I’ve thought extensively about what it means to forego condoms as a gay man in the 21st century. I think about it almost the same way I think about the kind of life that I’m living as a black man aware of the sacrifices my ancestors made. Just as I am “the dream and the hope of the slave,” to borrow from Sister Maya, I represent what Kramer, and Marsha P. Johnson, and Bayard Rustin, and Harvey Milk, and countless others dreamed and hoped for: the ability—the right—to love and live freely.

“As gay men I think one of the gifts is that we get to explore sex and relationships more than straight people,” Mario says. “There are so many good friends I've met through hooking up and I have experienced varying levels of intimacy and connection that aren't a full blown relationship or just a friendship. Being able to have those experiences and connections is really an amazing part of being gay.”

The gays never really got to see true liberation come to fruition. There was a post-Stonewall gay sexual revolution (honestly, do yourself a favor and watch the 2005 documentary Gay Sex in the ’70s), but that was unaccompanied by full civil rights.
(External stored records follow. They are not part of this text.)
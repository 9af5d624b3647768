use std::collections::HashMap;

use async_trait::async_trait;
use chrono::Utc;
use common_security::Role;
use tokio::sync::RwLock;
use uuid::Uuid;

use super::{
    NewOrder, NewPaymentRecord, Order, OrderStore, PaymentRecord, PaymentStore, Profile,
    StoreResult, UpsertOutcome, UserRecord, UserStore,
};

/// Process-local store used when no database is configured and in tests.
/// Each operation holds a single write lock, which gives the same
/// single-record atomicity the Postgres backend provides.
#[derive(Default)]
pub struct MemoryStore {
    users: RwLock<HashMap<String, UserRecord>>,
    orders: RwLock<HashMap<Uuid, Order>>,
    payments: RwLock<Vec<PaymentRecord>>,
}

impl MemoryStore {
    pub fn new() -> Self {
        Self::default()
    }
}

fn sorted_by_creation(mut orders: Vec<Order>) -> Vec<Order> {
    orders.sort_by(|a, b| a.created_at.cmp(&b.created_at).then(a.id.cmp(&b.id)));
    orders
}

#[async_trait]
impl UserStore for MemoryStore {
    async fn upsert_profile(&self, email: &str, profile: &Profile) -> StoreResult<UpsertOutcome> {
        let mut users = self.users.write().await;
        let now = Utc::now();
        let created = !users.contains_key(email);
        let user = users.entry(email.to_owned()).or_insert_with(|| UserRecord {
            email: email.to_owned(),
            role: Role::Customer,
            profile: Profile::default(),
            created_at: now,
            updated_at: now,
        });
        user.profile.merge(profile);
        user.updated_at = now;
        Ok(UpsertOutcome { created, user: user.clone() })
    }

    async fn update_profile(&self, email: &str, profile: &Profile) -> StoreResult<Option<UserRecord>> {
        let mut users = self.users.write().await;
        Ok(users.get_mut(email).map(|user| {
            user.profile.merge(profile);
            user.updated_at = Utc::now();
            user.clone()
        }))
    }

    async fn get(&self, email: &str) -> StoreResult<Option<UserRecord>> {
        Ok(self.users.read().await.get(email).cloned())
    }

    async fn list(&self) -> StoreResult<Vec<UserRecord>> {
        let mut users: Vec<_> = self.users.read().await.values().cloned().collect();
        users.sort_by(|a, b| a.email.cmp(&b.email));
        Ok(users)
    }

    async fn set_role(&self, email: &str, role: Role) -> StoreResult<Option<UserRecord>> {
        let mut users = self.users.write().await;
        Ok(users.get_mut(email).map(|user| {
            user.role = role;
            user.updated_at = Utc::now();
            user.clone()
        }))
    }

    async fn delete(&self, email: &str) -> StoreResult<bool> {
        Ok(self.users.write().await.remove(email).is_some())
    }
}

#[async_trait]
impl OrderStore for MemoryStore {
    async fn insert(&self, order: NewOrder) -> StoreResult<Order> {
        let now = Utc::now();
        let order = Order {
            id: Uuid::new_v4(),
            owner_email: order.owner_email,
            items: order.items,
            total_price: order.total_price,
            shipping: order.shipping,
            paid: false,
            approved: false,
            transaction_id: None,
            created_at: now,
            updated_at: now,
        };
        self.orders.write().await.insert(order.id, order.clone());
        Ok(order)
    }

    async fn get(&self, id: Uuid) -> StoreResult<Option<Order>> {
        Ok(self.orders.read().await.get(&id).cloned())
    }

    async fn list_by_owner(&self, email: &str) -> StoreResult<Vec<Order>> {
        let orders = self.orders.read().await;
        Ok(sorted_by_creation(
            orders.values().filter(|o| o.owner_email == email).cloned().collect(),
        ))
    }

    async fn list_all(&self) -> StoreResult<Vec<Order>> {
        Ok(sorted_by_creation(self.orders.read().await.values().cloned().collect()))
    }

    async fn mark_paid(&self, id: Uuid, transaction_id: &str) -> StoreResult<Option<Order>> {
        let mut orders = self.orders.write().await;
        Ok(orders.get_mut(&id).filter(|o| !o.paid).map(|order| {
            order.paid = true;
            order.transaction_id = Some(transaction_id.to_owned());
            order.updated_at = Utc::now();
            order.clone()
        }))
    }

    async fn clear_payment(&self, id: Uuid) -> StoreResult<()> {
        if let Some(order) = self.orders.write().await.get_mut(&id) {
            order.paid = false;
            order.transaction_id = None;
            order.updated_at = Utc::now();
        }
        Ok(())
    }

    async fn mark_approved(&self, id: Uuid) -> StoreResult<Option<Order>> {
        let mut orders = self.orders.write().await;
        Ok(orders.get_mut(&id).map(|order| {
            order.approved = true;
            order.updated_at = Utc::now();
            order.clone()
        }))
    }

    async fn delete(&self, id: Uuid) -> StoreResult<bool> {
        Ok(self.orders.write().await.remove(&id).is_some())
    }
}

#[async_trait]
impl PaymentStore for MemoryStore {
    async fn append(&self, record: NewPaymentRecord) -> StoreResult<PaymentRecord> {
        let record = PaymentRecord {
            id: Uuid::new_v4(),
            order_id: record.order_id,
            transaction_id: record.transaction_id,
            amount: record.amount,
            currency: record.currency,
            method: record.method,
            created_at: Utc::now(),
        };
        self.payments.write().await.push(record.clone());
        Ok(record)
    }

    async fn list_for_order(&self, order_id: Uuid) -> StoreResult<Vec<PaymentRecord>> {
        let payments = self.payments.read().await;
        Ok(payments.iter().filter(|p| p.order_id == order_id).cloned().collect())
    }
}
And of course, the AIDS epidemic in the following decade curtailed the progress the LGBT community had made, as attention and resources had to be diverted to a truly life or death matter. The ’90s and early ’00s were about repair and visibility so that now, on the brink of the third decade of the new millennium, I, as a self-identified queer black man, can safely have sex without a condom; I can marry another man if I can ever trick one into falling in love with me; in all of the states that I would actually consider living in, I can’t be fired for simply being gay.

“Bottom line, there is still a stigma around gay male sex for a lot of people, especially from religious or conservative communities,” Setton says, “and while medical advances like PrEP allow for shifts in behavior or intellectually, people can still carry with them stigma and shame and find ways to work it into the current sexual landscape.”

Is barebacking the final frontier in gay liberation? No, because, honestly, liberation isn't a finite goal; it's something that requires constant attention and energy. And unless all of us are free—to be, to live, to love—then none of us are free. But the "quiet sexual revolution" to which we are witness and participant is a part of that liberation. It's a liberation from judgment, from fear, from stigma, from shame, from labels, and a liberation of the spirit. Sex is one of the things that makes life worth living and to be uninhibited in its practice and in its enjoyment is to feel, like a shitty movie that wastes Annette Bening, life itself.

*All names have been changed to protect the sexy.